In 1946 Frank Fremont-Smith organised a set of conferences in New York that ran under the title of “Circular Causal and Feedback Mechanisms in Biological and Social Systems”. Fifteen of these events were subsequently held up until 1960, the totality of which are now remembered as the Macy Conferences on Cybernetics.1 Drawing participants from the sciences, social sciences, and humanities, the overarching thematic was to investigate and forward the operation of biological, mechanical, and social systems under the paradigm of cybernetics. Taken from the Greek κυβερνητική (kybernētikē) meaning steersman, the term itself was an attempt to emphasise systems based upon recursive feedback mechanisms of control. In biology the orientation towards such is classified as homeostasis, wherein the lifeform conditions and modifies its inbuilt parameters towards a very selective set of variables. 

Mathematician and philosopher Norbert Wiener, who was one of the more famed participants at these conferences, believed that this biological metaphor could be extended, and proposed that all mechanistic and social systems could be understood through this logic — his landmark publication of Cybernetics in 1948 carried with it the subtitle: Control and Communication in the Animal and the Machine. As he notes: “The conditions under which life, especially healthy life, can continue in the higher animals are quite narrow”,2 and so the process of homeostatic feedback is a necessity for sustaining all complex lifeforms, and, by extension, all complex systems. Scanning the still tentatively developing realm of autonomous machines in his own day, Wiener used the thermostat as a practical example in order to demonstrate this principle of feedback: herein, the temperature of a given room is monitored and regulates itself in accordance with a pre-defined output value. The operation of this relatively simplistic device makes clear how feedback functions within a cybernetic paradigm, with these basic axiomatics parlaying into the seemingly unfathomable complexity of machine-learning algorithms powered by Artificial Neural Nets (ANN) in our own contemporary moment.3 

In the direct aftermath of the Macy Conferences, ideas relating to cybernetics spiralled outwards and knotted around developments in the fields of “complex machines, […] into traffic planning, then urban and social planning, criminology and — from the early 1970s — ecology.”4 Vilém Flusser, who is mostly known in the Anglophone world for his writings on photography and the technical image, frequently integrated models from cybernetics and information theory into his sprawling theoretical agenda. His theory of the modern city draws upon these ideas and imagines it as a series of abstract relations which vary in frequency and intensity. All objects, both human and non-human alike, within the city are caught within a spatial meshwork which is populated by what he describes “as a field of flections”5. This refers to areas that exert a significant, yet invisible, type of gravitational force; like zones of intensity which function as attractors that pull in and condition a set of relations. These flections are endlessly in flux as they absorb the totality of all relational forces that become trapped within their gravitational pull. Herein, the infrastructural-complex of the city becomes reimagined as an autopoietic system — an autonomous system capable of producing and reproducing its own elements — as it ceaselessly unfolds itself in order to generate new emergent properties. 
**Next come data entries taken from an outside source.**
//! Configuration loading and management.

use std::path::{Path, PathBuf};

use chrono_tz::Tz;
use figment::Figment;
use figment::providers::{Env, Format, Toml};
use serde::Deserialize;
use wl_core::ScheduleSpec;
use wl_jira::JiraConfig;
use wl_tracker::TrackerConfig;

/// Application configuration.
///
/// Loaded once per run and treated as immutable. The nested adapter configs
/// redact their secrets in `Debug` output.
#[derive(Debug, Clone, Deserialize)]
pub struct Config {
    /// Timezone all local times are interpreted in.
    #[serde(default = "default_timezone")]
    pub timezone: Tz,

    /// Hour of day the workday starts at (0-23).
    #[serde(default = "default_start_work_at")]
    pub start_work_at: u32,

    /// Default workday length in hours, used when Jira has not observed a
    /// work-session end for the day.
    #[serde(default = "default_work_hours")]
    pub work_hours: i64,

    /// Raw meeting schedule; validated into a `MeetingSchedule` before use.
    pub meetings: ScheduleSpec,

    pub jira: JiraConfig,
    pub tracker: TrackerConfig,
}

fn default_timezone() -> Tz {
    Tz::UTC
}

const fn default_start_work_at() -> u32 {
    9
}

const fn default_work_hours() -> i64 {
    8
}

impl Config {
    /// Loads configuration, optionally from a specific file.
    ///
    /// Merge order: default config location, then the given file, then
    /// `WL_*` environment variables.
    #[expect(
        clippy::result_large_err,
        reason = "figment::Error is large but only returned at startup"
    )]
    pub fn load_from(config_path: Option<&Path>) -> Result<Self, figment::Error> {
        let mut figment = Figment::new();

        if let Some(config_dir) = dirs_config_path() {
            figment = figment.merge(Toml::file(config_dir.join("config.toml")));
        }

        if let Some(path) = config_path {
            figment = figment.merge(Toml::file(path));
        }

        figment = figment.merge(Env::prefixed("WL_"));

        figment.extract()
    }
}

/// Returns the platform-specific config directory for the work logger.
///
/// On Linux: `~/.config/worklog`
fn dirs_config_path() -> Option<PathBuf> {
    dirs::config_dir().map(|p| p.join("worklog"))
}

#[cfg(test)]
mod tests {
    use super::*;
    use std::io::Write;

    const CONFIG_TOML: &str = r#"
timezone = "Europe/Warsaw"
start_work_at = 8

[meetings]
sprint = "weekly"
daily_events = [{ title = "Standup", work_time = 15 }]
weekly_events = [
    { title = "Planning", work_time = 60 },
    { title = "", work_time = 0 },
    { title = "Grooming", work_time = 45 },
    { title = "", work_time = 0 },
    { title = "Retro", work_time = 45 },
]

[jira]
base_url = "https://example.atlassian.net"
username = "user@example.com"
api_token = "token-123"
assignee_name = "jdoe"
project_key = "WL"
stop_work_status_primary = "Code Review"
stop_work_status_secondary = "Done"

[tracker]
base_url = "https://tracker.example.com"
auth = "Token abc"
project_id = 42
"#;

    fn write_config(content: &str) -> (tempfile::TempDir, PathBuf) {
        let temp = tempfile::tempdir().unwrap();
        let path = temp.path().join("config.toml");
        let mut file = std::fs::File::create(&path).unwrap();
        file.write_all(content.as_bytes()).unwrap();
        (temp, path)
    }

    #[test]
    fn loads_full_config_from_toml() {
        let (_temp, path) = write_config(CONFIG_TOML);
        let config = Config::load_from(Some(&path)).unwrap();

        assert_eq!(config.timezone, Tz::Europe__Warsaw);
        assert_eq!(config.start_work_at, 8);
        assert_eq!(config.work_hours, 8);
        assert_eq!(config.meetings.sprint, "weekly");
        assert_eq!(config.meetings.daily_events.len(), 1);
        assert_eq!(config.meetings.weekly_events.len(), 5);
        assert_eq!(config.jira.status_field, "status");
        assert_eq!(config.tracker.project_id, 42);
    }

    #[test]
    fn loaded_spec_validates_into_a_schedule() {
        let (_temp, path) = write_config(CONFIG_TOML);
        let config = Config::load_from(Some(&path)).unwrap();
        assert!(wl_core::MeetingSchedule::try_from(config.meetings).is_ok());
    }

    #[test]
    fn missing_jira_section_fails_to_load() {
        let truncated = CONFIG_TOML.replace("[jira]", "[jira_disabled]");
        let (_temp, path) = write_config(&truncated);
        assert!(Config::load_from(Some(&path)).is_err());
    }

    #[test]
    fn debug_output_redacts_secrets() {
        let (_temp, path) = write_config(CONFIG_TOML);
        let config = Config::load_from(Some(&path)).unwrap();
        let debug = format!("{config:?}");
        assert!(!debug.contains("token-123"));
        assert!(!debug.contains("Token abc"));
    }
}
This image of a cybernetic city raises the question of who, or what, is the steersman at the helm dictating the general direction of these emergent trajectories. That is to say, what is a city for? What function does it provide? What mechanisms are in place to ensure that it codes for this function? Whom, or what, is all of this in the service of? And, what happens to the discarded elements that no longer fit the modus operandi? If we follow Flusser’s model we might very easily come to the conclusion that the most dominant flection in the modern city is that of capital. The invisible flows of the market economy are the primary legislator for modern urban planning. Funding for infrastructure is channeled into pipelines that increase capital, as everything has to ascribe to this logic of monetary investment. In accordance with the autopoietic model, individuated objects become dissolved in the overwhelming flow of processes and affects, as their function is to serve the dominant orientation of the system. Objects only become temporarily reperceptual and tangible once again if they fail or become obsolete.6 A broken door at the side of the street is more noticeable than the one located at the entrance to a building. However, in their obsolescence they provide the potential to be speculatively reimagined and reintegrated into flections in the urban field. 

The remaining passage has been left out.